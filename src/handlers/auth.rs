use std::sync::Arc;

use axum::extract::{Request, State};
use axum::http::{header, HeaderMap};
use axum::middleware::Next;
use axum::response::Response;
use base64::engine::general_purpose::STANDARD;
use base64::Engine;

use crate::errors::AppError;
use crate::state::AppState;

/// HTTP Basic auth for the API. A no-op unless credentials are configured.
pub async fn require_basic_auth(
    State(state): State<Arc<AppState>>,
    headers: HeaderMap,
    request: Request,
    next: Next,
) -> Result<Response, AppError> {
    let Some((username, password)) = state.config.credentials() else {
        return Ok(next.run(request).await);
    };

    let authorization = headers
        .get(header::AUTHORIZATION)
        .and_then(|v| v.to_str().ok())
        .unwrap_or("");

    if !check_credentials(authorization, username, password) {
        tracing::warn!(path = %request.uri().path(), "rejected request with bad credentials");
        return Err(AppError::Unauthorized);
    }

    Ok(next.run(request).await)
}

fn check_credentials(authorization: &str, username: &str, password: &str) -> bool {
    let Some(encoded) = authorization.strip_prefix("Basic ") else {
        return false;
    };
    let Ok(decoded) = STANDARD.decode(encoded.trim()) else {
        return false;
    };
    let Ok(decoded) = String::from_utf8(decoded) else {
        return false;
    };
    let Some((user, pass)) = decoded.split_once(':') else {
        return false;
    };

    // Evaluate both so timing does not reveal which half was wrong.
    let user_ok = constant_time_eq(user.as_bytes(), username.as_bytes());
    let pass_ok = constant_time_eq(pass.as_bytes(), password.as_bytes());
    user_ok & pass_ok
}

fn constant_time_eq(a: &[u8], b: &[u8]) -> bool {
    if a.len() != b.len() {
        return false;
    }
    a.iter().zip(b).fold(0u8, |acc, (x, y)| acc | (x ^ y)) == 0
}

------------------------------------------------

▸ What to do
Please reproduce every line shown above, exactly as written.

▸ Written response
filename src/handlers/auth.rs
use std::sync::Arc;

use axum::extract::{Request, State};
use axum::http::{header, HeaderMap};
use axum::middleware::Next;
use axum::response::Response;
use base64::engine::general_purpose::STANDARD;
use base64::Engine;

use crate::errors::AppError;
use crate::state::AppState;

/// HTTP Basic auth for the API. A no-op unless credentials are configured.
pub async fn require_basic_auth(
    State(state): State<Arc<AppState>>,
    headers: HeaderMap,
    request: Request,
    next: Next,
) -> Result<Response, AppError> {
    let Some((username, password)) = state.config.credentials() else {
        return Ok(next.run(request).await);
    };

    let authorization = headers
        .get(header::AUTHORIZATION)
        .and_then(|v| v.to_str().ok())
        .unwrap_or("");

    if !check_credentials(authorization, username, password) {
        tracing::warn!(path = %request.uri().path(), "rejected request with bad credentials");
        return Err(AppError::Unauthorized);
    }

    Ok(next.run(request).await)
}

fn check_credentials(authorization: &str, username: &str, password: &str) -> bool {
    let Some(encoded) = authorization.strip_prefix("Basic ") else {
        return false;
    };
    let Ok(decoded) = STANDARD.decode(encoded.trim()) else {
        return false;
    };
    let Ok(decoded) = String::from_utf8(decoded) else {
        return false;
    };
    let Some((user, pass)) = decoded.split_once(':') else {
        return false;
    };

    // Evaluate both so timing does not reveal which half was wrong.
    let user_ok = constant_time_eq(user.as_bytes(), username.as_bytes());
    let pass_ok = constant_time_eq(pass.as_bytes(), password.as_bytes());
    user_ok & pass_ok
}

fn constant_time_eq(a: &[u8], b: &[u8]) -> bool {
    if a.len() != b.len() {
        return false;
    }
    a.iter().zip(b).fold(0u8, |acc, (x, y)| acc | (x ^ y)) == 0
}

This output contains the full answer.